Il Fmi venne costituito a Bretton Woods poco prima della fine della guerra e formalmente istituito il 27 dicembre 1945 quando i primi 29 Stati membri tutti importanti, ora sono 188 (subordinati all’oligarchia dominante), firmarono l’accordo istitutivo. Vedendo le sue finalità istituzionali si può cominciare a capire quanto il suo agire sia lontano da quelle linee guida.

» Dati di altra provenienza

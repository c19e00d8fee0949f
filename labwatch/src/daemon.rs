//! Service lifecycle: wires the telemetry source, the evaluator, the
//! side-effect sinks and the API together and tears them down in order.

use std::sync::Arc;
use std::time::Duration;

use tokio::sync::mpsc;
use tokio_util::sync::CancellationToken;
use tokio_util::task::TaskTracker;

use crate::alert::AlertEvaluator;
use crate::api::{self, SharedState};
use crate::config::ServiceConfig;
use crate::error::Result;
use crate::event_log::{EventLog, JsonLinesLog, RecentEvents};
use crate::history::{JsonLinesSampleLog, SampleHistory, SampleStore};
use crate::sink::{EffectDispatcher, MqttCommandPublisher, ServiceSink, TelegramNotifier};
use crate::telemetry::{Topics, mqtt};
use crate::tracing::prelude::*;

/// Messages buffered between the MQTT source and the evaluator.
const INBOUND_CAPACITY: usize = 256;

/// How long pending notifications may take once shutdown starts.
const EFFECT_GRACE: Duration = Duration::from_secs(10);

pub struct Daemon {
    config: ServiceConfig,
    shutdown: CancellationToken,
}

impl Daemon {
    pub fn new(config: ServiceConfig) -> Self {
        Self {
            config,
            shutdown: CancellationToken::new(),
        }
    }

    /// Token that stops the daemon when cancelled.
    pub fn shutdown_token(&self) -> CancellationToken {
        self.shutdown.clone()
    }

    /// Run until a shutdown signal arrives or a component fails.
    pub async fn run(self) -> Result<()> {
        let Self { config, shutdown } = self;
        let topics = Topics::new(&config.topic_namespace);
        info!(
            broker = %format_args!("{}:{}", config.mqtt.host, config.mqtt.port),
            tls = config.mqtt.tls,
            namespace = %config.topic_namespace,
            "Starting labwatch"
        );

        let (source, client) = mqtt::connect(&config.mqtt, topics.clone());

        let notifier = TelegramNotifier::new(config.telegram.clone())?;
        if notifier.is_none() {
            warn!("Telegram credentials missing, notifications will only be logged");
        }
        let publisher =
            MqttCommandPublisher::new(client, topics.command.clone(), config.command_timeout);
        let sink = Arc::new(ServiceSink::new(notifier, publisher));

        let recent = Arc::new(RecentEvents::new(config.recent_events));
        let mut logs: Vec<Arc<dyn EventLog>> = vec![recent.clone()];
        if let Some(path) = &config.event_log_path {
            let log = JsonLinesLog::open(path).await?;
            info!(path = %path.display(), "Writing events to file");
            logs.push(Arc::new(log));
        }

        let history = Arc::new(SampleHistory::new(config.history_capacity));
        let mut stores: Vec<Arc<dyn SampleStore>> = vec![history.clone()];
        if let Some(path) = &config.sample_log_path {
            let log = JsonLinesSampleLog::open(path).await?;
            info!(path = %path.display(), "Writing samples to file");
            stores.push(Arc::new(log));
        }
        let dispatcher = EffectDispatcher::new(sink, logs, stores);

        let evaluator = AlertEvaluator::new(config.signals, config.tracked_actuators);
        let state = SharedState {
            events: recent,
            history,
            devices: evaluator.subscribe_devices(),
        };

        let (tx, rx) = mpsc::channel(INBOUND_CAPACITY);
        let tasks = TaskTracker::new();
        tasks.spawn(source.run(tx, shutdown.clone()));
        tasks.spawn(evaluator.run(rx, dispatcher.clone(), shutdown.clone()));

        let api_addr = config.api_addr;
        let api_shutdown = shutdown.clone();
        let api_task = tokio::spawn(async move {
            let result = api::serve(api_addr, state, api_shutdown.clone()).await;
            if let Err(e) = &result {
                error!(addr = %api_addr, error = %e, "API server failed");
                api_shutdown.cancel();
            }
            result
        });
        tasks.close();

        tokio::select! {
            _ = wait_for_signal() => info!("Shutdown requested"),
            _ = shutdown.cancelled() => {}
        }
        shutdown.cancel();
        tasks.wait().await;

        if tokio::time::timeout(EFFECT_GRACE, dispatcher.shutdown())
            .await
            .is_err()
        {
            warn!(
                pending = dispatcher.in_flight(),
                "Gave up waiting for pending side effects"
            );
        }

        let api_result = api_task
            .await
            .map_err(|e| crate::error::Error::Other(format!("API task panicked: {e}")))?;
        api_result?;

        info!("labwatch stopped");
        Ok(())
    }
}

#[cfg(unix)]
async fn wait_for_signal() {
    use tokio::signal::unix::{SignalKind, signal};

    match signal(SignalKind::terminate()) {
        Ok(mut term) => {
            tokio::select! {
                _ = tokio::signal::ctrl_c() => {}
                _ = term.recv() => {}
            }
        }
        Err(e) => {
            warn!(error = %e, "Cannot listen for SIGTERM");
            let _ = tokio::signal::ctrl_c().await;
        }
    }
}

#[cfg(not(unix))]
async fn wait_for_signal() {
    let _ = tokio::signal::ctrl_c().await;
}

Se guardiamo alla storia non è passato tanto tempo da allora ma è come se quel tempo sia un’eternità; negli ultimi 50 anni il mondo è cambiato nello spirito che ha guidato i grandi sognatori del dopoguerra e progressivamente si è andato affermando una cultura razionale che ha fatto della finanza e del neoliberismo uno scopo assoluto rivestito falsamente di santità. La finanza si è staccata dall’economia reale ed è diventata uno strumento di esercizio di un potere che sta sopra gli altri ed ha un fine interno ad esso e certamente non coincidente con il bene comune.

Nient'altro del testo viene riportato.